M. Augustin Bonrepaux, Rapporteur, a dressé un bilan de la programmation des fonds structurels européens, en rappelant le travail approfondi qu'avait fait Jean-Louis Dumont sur le sujet. Au 1er mai 2005, sur un budget total des 17,3 milliards d'euros, 12,1 milliards d'euros ont fait l'objet d'une programmation, soit un taux d'exécution de 69,8 %. Ce taux proche du taux théorique d'exécution montre l'impact de la réforme de la gestion des fonds structurels intervenue en 2002. Ainsi, seuls 15 millions d'euros au titre du fonds social européen, ont fait l'objet d'un dégagement d'office en 2003, soit 0,08 % des fonds octroyés par l'Union Européenne. En revanche, la France n'a connu aucun dégagement d'office en 2004. Les évaluations faites par le logiciel « Présage » évaluent au jour J le montant prévisionnel des dégagements d'office, si plus aucune programmation n'était effectuée jusqu'à la fin de l'année. Ces prévisions indiquent les crédits qu'il reste à programmer, d'ici la fin de l'année. Ainsi, le montant prévisionnel des dégagements d'office, au 1er mai 2005, s'élève à 376,32 millions d'euros au titre de l'objectif 1, 373,938 millions d'euros au titre de l'objectif 2, 36,65 millions d'euros au titre du programme LEADER +, 15,59 millions d'euros au titre de programme URBAN. Ces estimations montrent que si le risque de dégagement d'office est plus limité, il n'est pas écarté. L'attention doit donc rester soutenue dans certaines régions et pour certains programmes comme le FSE. Cependant, l'accélération de la programmation a été telle que de nombreux projets sont aujourd'hui prêts à être programmés. Selon les estimations de la Datar, la liste des projets déposés et en attente représente 92 % de la programmation. Ainsi, la France dispose d'une « réserve » de projets pour éviter le dégagement d'office, et peut être même de plus de projets que de crédits.

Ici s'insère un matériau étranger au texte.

// Copyright (c) 2026 Aperture Labs
// SPDX-License-Identifier: AGPL-3.0
//! Task Store (§4.2): CRUD + state-machine guards for Task and Approval
//! rows. Grounded on `application::lifecycle`'s CRUD-service shape, wired to
//! the `TaskRepository`/`ApprovalRepository` traits instead of an
//! agent-manifest repository.

use crate::domain::approval::{Approval, ApprovalId, ApprovalStatus};
use crate::domain::repository::{ApprovalRepository, RepositoryError, TaskRepository};
use crate::domain::task::{Task, TaskId, TaskOutcome, TaskStatus};
use anyhow::{anyhow, Result};
use async_trait::async_trait;
use std::sync::Arc;

#[async_trait]
pub trait TaskService: Send + Sync {
    async fn create_task(
        &self,
        id: TaskId,
        code: String,
        runtime_id: String,
        timeout_ms: u64,
        metadata: serde_json::Value,
        workspace: String,
        actor: String,
        client: Option<String>,
    ) -> Result<Task>;

    async fn mark_running(&self, id: TaskId) -> Result<Option<Task>>;

    async fn mark_finished(
        &self,
        id: TaskId,
        status: TaskStatus,
        outcome: TaskOutcome,
    ) -> Result<Option<Task>>;

    async fn get_task_in_workspace(&self, id: TaskId, workspace: &str) -> Result<Option<Task>>;

    async fn list_tasks(&self, workspace: &str) -> Result<Vec<Task>>;

    async fn list_queued_task_ids(&self, limit: usize) -> Result<Vec<TaskId>>;

    async fn create_approval(
        &self,
        task_id: TaskId,
        workspace: String,
        tool_path: String,
        input: serde_json::Value,
    ) -> Result<Approval>;

    async fn get_approval(&self, id: ApprovalId) -> Result<Option<Approval>>;

    async fn resolve_approval(
        &self,
        id: ApprovalId,
        approved: bool,
        reviewer: Option<String>,
        reason: Option<String>,
    ) -> Result<Option<Approval>>;

    async fn list_pending_approvals(&self, workspace: &str) -> Result<Vec<Approval>>;

    async fn list_approvals(
        &self,
        workspace: &str,
        status: Option<ApprovalStatus>,
    ) -> Result<Vec<Approval>>;
}

pub struct StandardTaskService {
    tasks: Arc<dyn TaskRepository>,
    approvals: Arc<dyn ApprovalRepository>,
}

impl StandardTaskService {
    pub fn new(tasks: Arc<dyn TaskRepository>, approvals: Arc<dyn ApprovalRepository>) -> Self {
        Self { tasks, approvals }
    }
}

fn map_repo_err(e: RepositoryError) -> anyhow::Error {
    anyhow!(e)
}

#[async_trait]
impl TaskService for StandardTaskService {
    async fn create_task(
        &self,
        id: TaskId,
        code: String,
        runtime_id: String,
        timeout_ms: u64,
        metadata: serde_json::Value,
        workspace: String,
        actor: String,
        client: Option<String>,
    ) -> Result<Task> {
        if let Some(existing) = self.tasks.find_by_id(id).await.map_err(map_repo_err)? {
            let _ = existing;
            return Err(anyhow!("task '{}' already exists", id));
        }
        let task = Task::new(id, code, runtime_id, timeout_ms, metadata, workspace, actor, client)?;
        self.tasks.save(&task).await.map_err(map_repo_err)?;
        Ok(task)
    }

    async fn mark_running(&self, id: TaskId) -> Result<Option<Task>> {
        self.tasks.mark_running(id).await.map_err(map_repo_err)
    }

    async fn mark_finished(
        &self,
        id: TaskId,
        status: TaskStatus,
        outcome: TaskOutcome,
    ) -> Result<Option<Task>> {
        self.tasks
            .mark_finished(id, status, outcome)
            .await
            .map_err(map_repo_err)
    }

    async fn get_task_in_workspace(&self, id: TaskId, workspace: &str) -> Result<Option<Task>> {
        self.tasks
            .find_in_workspace(id, workspace)
            .await
            .map_err(map_repo_err)
    }

    async fn list_tasks(&self, workspace: &str) -> Result<Vec<Task>> {
        self.tasks.list_in_workspace(workspace).await.map_err(map_repo_err)
    }

    async fn list_queued_task_ids(&self, limit: usize) -> Result<Vec<TaskId>> {
        self.tasks.list_queued_ids(limit).await.map_err(map_repo_err)
    }

    async fn create_approval(
        &self,
        task_id: TaskId,
        workspace: String,
        tool_path: String,
        input: serde_json::Value,
    ) -> Result<Approval> {
        let approval = Approval::new(task_id, workspace, tool_path, input);
        self.approvals.save(&approval).await.map_err(map_repo_err)?;
        Ok(approval)
    }

    async fn get_approval(&self, id: ApprovalId) -> Result<Option<Approval>> {
        self.approvals.find_by_id(id).await.map_err(map_repo_err)
    }

    async fn resolve_approval(
        &self,
        id: ApprovalId,
        approved: bool,
        reviewer: Option<String>,
        reason: Option<String>,
    ) -> Result<Option<Approval>> {
        self.approvals
            .resolve(id, approved, reviewer, reason)
            .await
            .map_err(map_repo_err)
    }

    async fn list_pending_approvals(&self, workspace: &str) -> Result<Vec<Approval>> {
        self.approvals
            .list_pending_in_workspace(workspace)
            .await
            .map_err(map_repo_err)
    }

    async fn list_approvals(
        &self,
        workspace: &str,
        status: Option<ApprovalStatus>,
    ) -> Result<Vec<Approval>> {
        self.approvals
            .list_in_workspace(workspace, status)
            .await
            .map_err(map_repo_err)
    }
}

#[cfg(test)]
mod tests {
    use super::*;
    use crate::infrastructure::repositories::in_memory::{InMemoryApprovalRepository, InMemoryTaskRepository};

    fn service() -> StandardTaskService {
        StandardTaskService::new(
            Arc::new(InMemoryTaskRepository::new()),
            Arc::new(InMemoryApprovalRepository::new()),
        )
    }

    #[tokio::test]
    async fn create_task_rejects_duplicate_id() {
        let svc = service();
        let id = TaskId::new();
        svc.create_task(
            id,
            "return 1".to_string(),
            "python3.11".to_string(),
            300_000,
            serde_json::json!({}),
            "ws_1".to_string(),
            "actor_1".to_string(),
            None,
        )
        .await
        .unwrap();

        let err = svc
            .create_task(
                id,
                "return 2".to_string(),
                "python3.11".to_string(),
                300_000,
                serde_json::json!({}),
                "ws_1".to_string(),
                "actor_1".to_string(),
                None,
            )
            .await
            .unwrap_err();
        assert!(err.to_string().contains("already exists"));
    }

    #[tokio::test]
    async fn concurrent_mark_running_promotes_exactly_once() {
        let svc = Arc::new(service());
        let id = TaskId::new();
        svc.create_task(
            id,
            "return 1".to_string(),
            "python3.11".to_string(),
            300_000,
            serde_json::json!({}),
            "ws_1".to_string(),
            "actor_1".to_string(),
            None,
        )
        .await
        .unwrap();

        let a = svc.clone();
        let b = svc.clone();
        let (r1, r2) = tokio::join!(
            tokio::spawn(async move { a.mark_running(id).await.unwrap() }),
            tokio::spawn(async move { b.mark_running(id).await.unwrap() }),
        );
        let (r1, r2) = (r1.unwrap(), r2.unwrap());
        let successes = [r1.is_some(), r2.is_some()].iter().filter(|x| **x).count();
        assert_eq!(successes, 1);
    }

    #[tokio::test]
    async fn get_task_in_workspace_is_scoped() {
        let svc = service();
        let id = TaskId::new();
        svc.create_task(
            id,
            "return 1".to_string(),
            "python3.11".to_string(),
            300_000,
            serde_json::json!({}),
            "ws_a".to_string(),
            "actor_1".to_string(),
            None,
        )
        .await
        .unwrap();

        assert!(svc.get_task_in_workspace(id, "ws_a").await.unwrap().is_some());
        assert!(svc.get_task_in_workspace(id, "ws_b").await.unwrap().is_none());
    }
}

La programmation des fonds structurels européens a vu la succession de quatre phases. Dans un premier temps, entre 2000 et 2002, le nombre de projets programmés était insuffisant. En 2002, le taux de programmation des crédits dans les régions, qui devrait être de 30 %, n'était en moyenne que de 15,2 %. Les critères d'attribution de crédits étaient tels que très peu de projets pouvaient être programmés. Suite à la réforme de la gestion des fonds structurels européens, la programmation des projets a été accélérée considérablement, au détriment parfois de leur qualité. On a pu assister à un certain saupoudrage des crédits et à une programmation à des taux excessifs de subventionnement, jusqu'à 80 %. Dans un troisième temps, le nombre important de projets déposés a permis de faire le tri entre les projets et de mieux les sélectionner.

Enfin, aujourd'hui, les crédits européens sont en grande partie consommés et le financement des contrats de pays est insuffisant. En effet, dans la région Midi-Pyrénées, les crédits de la mesure 7, consacrés aux pays et aux agglomérations, sont aujourd'hui épuisés, malgré la délégation de crédits supplémentaires en 2004 au titre de la réserve de performance. L'effort de rattrapage a pu inciter les acteurs locaux à présenter le plus rapidement possible des projets, afin d'obtenir des financements. Or en raison de l'épuisement des crédits communautaires constaté aujourd'hui, ce sont les projets de moindre envergure et nécessitant une moindre préparation qui ont été financés le plus tôt et qui ont obtenu les taux de subvention les plus importants, jusqu'à 80 %, alors que les projets nécessitant une préparation plus longue rencontrent des difficultés pour être subventionnés. C'est le cas notamment des projets élaborés dans le cadre de contrats de pays, contrats signés pour la plupart en 2003 ou 2004. Il est regrettable que lorsque les contrats de pays arrivent à maturité, ils ne trouvent plus de financement.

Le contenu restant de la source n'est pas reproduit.